Date of Award


Document Type


Degree Name

Master of Science (M.S.)


Pharmaceutical and Chemical Sciences

First Advisor

Myo-Kyoung Kim

First Committee Member

Linda Norton

Second Committee Member

Rajkumar Sevak

Third Committee Member

Mark Stackpole


Background. Career success can be examined from an objective perspective by assessing tangible measures of success, such as salary, or from a subjective perspective by examining an individual’s reflections of their own career. While previous literature has identified characteristics of pharmacists that contribute to professional success, there is a lack in literature regarding whether certain traits or job-related characteristics may predict success.

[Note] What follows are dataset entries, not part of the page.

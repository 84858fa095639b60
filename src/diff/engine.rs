//! Core comparison engine.
//!
//! Merges two snapshot sets into one comparison row per domain,
//! including edge cases like division by zero and one-sided domains.

use std::collections::{BTreeSet, HashMap};

use crate::snapshot::MetricSnapshot;

use super::schema::DomainComparison;

/// Compare two snapshot sets domain by domain
///
/// Performs a full outer join on `domain_name`: every domain present in
/// either set produces exactly one output row, with the absent side
/// counted as 0. Each set must hold at most one row per domain (the
/// source query aggregates before this runs).
///
/// The result is not ranked for presentation; callers sort it. Rows come
/// out in domain-name order so repeated runs are reproducible.
///
/// # Arguments
/// * `previous` - Snapshot set for the earlier date
/// * `latest` - Snapshot set for the most recent date
pub fn compare_domains(
    previous: &[MetricSnapshot],
    latest: &[MetricSnapshot],
) -> Vec<DomainComparison> {
    let previous_by_domain: HashMap<&str, &MetricSnapshot> = previous
        .iter()
        .map(|snap| (snap.domain_name.as_str(), snap))
        .collect();

    let latest_by_domain: HashMap<&str, &MetricSnapshot> = latest
        .iter()
        .map(|snap| (snap.domain_name.as_str(), snap))
        .collect();

    // Union of domain names across both sides
    let mut domains: BTreeSet<&str> = previous_by_domain.keys().copied().collect();
    domains.extend(latest_by_domain.keys().copied());

    domains
        .into_iter()
        .map(|domain| {
            let prev = previous_by_domain.get(domain);
            let curr = latest_by_domain.get(domain);

            let previous_users = prev.map_or(0, |snap| snap.active_users);
            let latest_users = curr.map_or(0, |snap| snap.active_users);
            let previous_views = prev.map_or(0, |snap| snap.pageviews);
            let latest_views = curr.map_or(0, |snap| snap.pageviews);

            let users_change = (latest_users as i64) - (previous_users as i64);
            let views_change = (latest_views as i64) - (previous_views as i64);

            DomainComparison {
                domain_name: domain.to_string(),
                previous_users,
                latest_users,
                users_change,
                users_pct_change: percent_change(users_change, previous_users),
                previous_views,
                latest_views,
                views_change,
                views_pct_change: percent_change(views_change, previous_views),
            }
        })
        .collect()
}

/// Calculate percentage change, rounded to one decimal place
///
/// A zero previous count yields 0.0 rather than an infinite or undefined
/// ratio. Domains that are new on the latest date must not be reported as
/// infinite growth; consumers rely on this convention.
///
/// # Arguments
/// * `change` - Absolute change (can be negative)
/// * `previous` - Count on the previous date
pub fn percent_change(change: i64, previous: u64) -> f64 {
    if previous == 0 {
        0.0
    } else {
        let pct = (change as f64 / previous as f64) * 100.0;
        (pct * 10.0).round() / 10.0
    }
}

#[cfg(test)]
mod tests {
    use super::*;

    #[test]
    fn test_percent_change_normal() {
        assert_eq!(percent_change(50, 100), 50.0);
        assert_eq!(percent_change(-25, 100), -25.0);
    }

    #[test]
    fn test_percent_change_zero_previous() {
        // Should not panic and should return 0.0
        assert_eq!(percent_change(10, 0), 0.0);
        assert_eq!(percent_change(0, 0), 0.0);
    }

    #[test]
    fn test_percent_change_rounds_to_one_decimal() {
        // 1 / 300 * 100 = 0.333... -> 0.3
        assert_eq!(percent_change(1, 300), 0.3);
        // 2 / 300 * 100 = 0.666... -> 0.7
        assert_eq!(percent_change(2, 300), 0.7);
        assert_eq!(percent_change(-100, 1000), -10.0);
    }

    #[test]
    fn test_percent_change_is_finite() {
        assert!(percent_change(i64::MAX / 2, 1).is_finite());
        assert!(percent_change(0, 0).is_finite());
    }
}
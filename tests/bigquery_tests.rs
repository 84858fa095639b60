//! Tests for BigQuery wire types and row decoding.
//!
//! These run against JSON fixtures; no network involved.

use domain_pulse::bigquery::client::{domain_snapshots_sql, parse_snapshot_row, recent_dates_sql};
use domain_pulse::bigquery::types::{QueryRequest, QueryResponse, TableRef, TableRow};
use chrono::NaiveDate;
use pretty_assertions::assert_eq;

fn table() -> TableRef {
    TableRef::new("acme-analytics", "daily", "domain_metrics")
}

#[test]
fn test_query_request_body() {
    let request = QueryRequest::new("SELECT 1", 60_000);
    let body = serde_json::to_value(&request).unwrap();

    assert_eq!(body["query"], "SELECT 1");
    assert_eq!(body["useLegacySql"], false);
    assert_eq!(body["timeoutMs"], 60_000);
}

#[test]
fn test_decode_query_response() {
    let response: QueryResponse = serde_json::from_str(
        r#"{
            "kind": "bigquery#queryResponse",
            "jobComplete": true,
            "totalRows": "2",
            "rows": [
                {"f": [{"v": "2025-08-06"}]},
                {"f": [{"v": "2025-08-05"}]}
            ]
        }"#,
    )
    .unwrap();

    assert!(response.job_complete);
    assert_eq!(response.rows.len(), 2);
    assert_eq!(response.total_rows.as_deref(), Some("2"));
    assert_eq!(response.rows[0].cell(0).unwrap(), "2025-08-06");
}

#[test]
fn test_decode_response_without_rows() {
    // Empty results omit the rows field entirely
    let response: QueryResponse =
        serde_json::from_str(r#"{"jobComplete": true}"#).unwrap();

    assert!(response.rows.is_empty());
}

#[test]
fn test_decode_incomplete_job() {
    let response: QueryResponse =
        serde_json::from_str(r#"{"jobComplete": false}"#).unwrap();

    assert!(!response.job_complete);
}

#[test]
fn test_parse_snapshot_rows_from_fixture() {
    let rows: Vec<TableRow> = serde_json::from_str(
        r#"[
            {"f": [{"v": "2025-08-05"}, {"v": "domainA"}, {"v": "100"}, {"v": "1000"}]},
            {"f": [{"v": "2025-08-06"}, {"v": "domainA"}, {"v": "120"}, {"v": "900"}]}
        ]"#,
    )
    .unwrap();

    let snapshots: Vec<_> = rows
        .iter()
        .map(parse_snapshot_row)
        .collect::<Result<_, _>>()
        .unwrap();

    assert_eq!(snapshots.len(), 2);
    assert_eq!(snapshots[0].date, NaiveDate::from_ymd_opt(2025, 8, 5).unwrap());
    assert_eq!(snapshots[0].active_users, 100);
    assert_eq!(snapshots[1].pageviews, 900);
}

#[test]
fn test_parse_snapshot_row_rejects_null_domain() {
    let row: TableRow = serde_json::from_str(
        r#"{"f": [{"v": "2025-08-06"}, {"v": null}, {"v": "1"}, {"v": "1"}]}"#,
    )
    .unwrap();

    assert!(parse_snapshot_row(&row).is_err());
}

#[test]
fn test_recent_dates_sql_shape() {
    let sql = recent_dates_sql(&table());

    assert!(sql.starts_with("SELECT DISTINCT DATE(date)"));
    assert!(sql.contains("`acme-analytics.daily.domain_metrics`"));
    assert!(sql.contains("ORDER BY date DESC"));
    assert!(sql.ends_with("LIMIT 2"));
}

#[test]
fn test_domain_snapshots_sql_shape() {
    let previous = NaiveDate::from_ymd_opt(2025, 8, 5).unwrap();
    let latest = NaiveDate::from_ymd_opt(2025, 8, 6).unwrap();
    let sql = domain_snapshots_sql(&table(), previous, latest);

    assert!(sql.contains("SUM(total_activeUsers) AS active_users"));
    assert!(sql.contains("SUM(total_screenPageViews) AS pageviews"));
    assert!(sql.contains("WHERE DATE(date) IN ('2025-08-05', '2025-08-06')"));
    assert!(sql.contains("GROUP BY date, domain_name"));
}

#[test]
fn test_table_ref_qualified() {
    assert_eq!(
        table().qualified(),
        "`acme-analytics.daily.domain_metrics`"
    );
}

Purpose and Objectives. The purpose of this study is to investigate the effect of grit and work engagement on career success among practicing pharmacists in the United States (U.S.). A secondary objective is to identify how pharmacists describe career success.

Methods. This cross-sectional study was conducted through an anonymous, online survey distributed to pharmacists throughout the U.S. The 65-question survey included the Grit-S, UWES-9, and SCSI scales to measure grit (goal-oriented resilience), work engagement with positive emotions, and subjective career success, respectively. The survey captured demographics, included validity questions, and asked open-ended questions to describe career success. After validity testing, multiple regression analysis was performed using SPSS® to examine the impact of grit and work engagement on subjective career success. Open-ended responses underwent conventional content analysis.

Results. 586 survey responses were included in the data analysis. Multiple regression analysis revealed that both work engagement (p < 0.001, β = 0.52) and grit (p < 0.001, β = 0.18) uniquely accounted for variation in subjective career success, with the variables collectively explaining 36.7% of the variation (R = 0.6060, p < 0.001). Work engagement is a stronger predictor than grit, supported by the comparison of the standardized coefficient. However, grit is not a significant moderator of the relationship between work engagement and success (ΔR2 = 0.001, p = 0.437). Qualitative analysis indicated that the three most common themes pharmacists employed to describe career success included “satisfaction” (29.1%), “impact on patient care” (22.7%), and “impact on students” (16.7%), while “financial compensation” (4.2%) and “leadership” (1.1%) were among the least common themes utilized to describe success.

Conclusion. The findings indicate that cultivating grit and encouraging a positive work-related mindset among pharmacists may lead to their potential career success. By identifying factors or concepts that can be predictors of professional success among pharmacists, we may provide pharmacy practice sites with information to spark conversations between pharmacists and management leaders regarding long-term planning and career goals.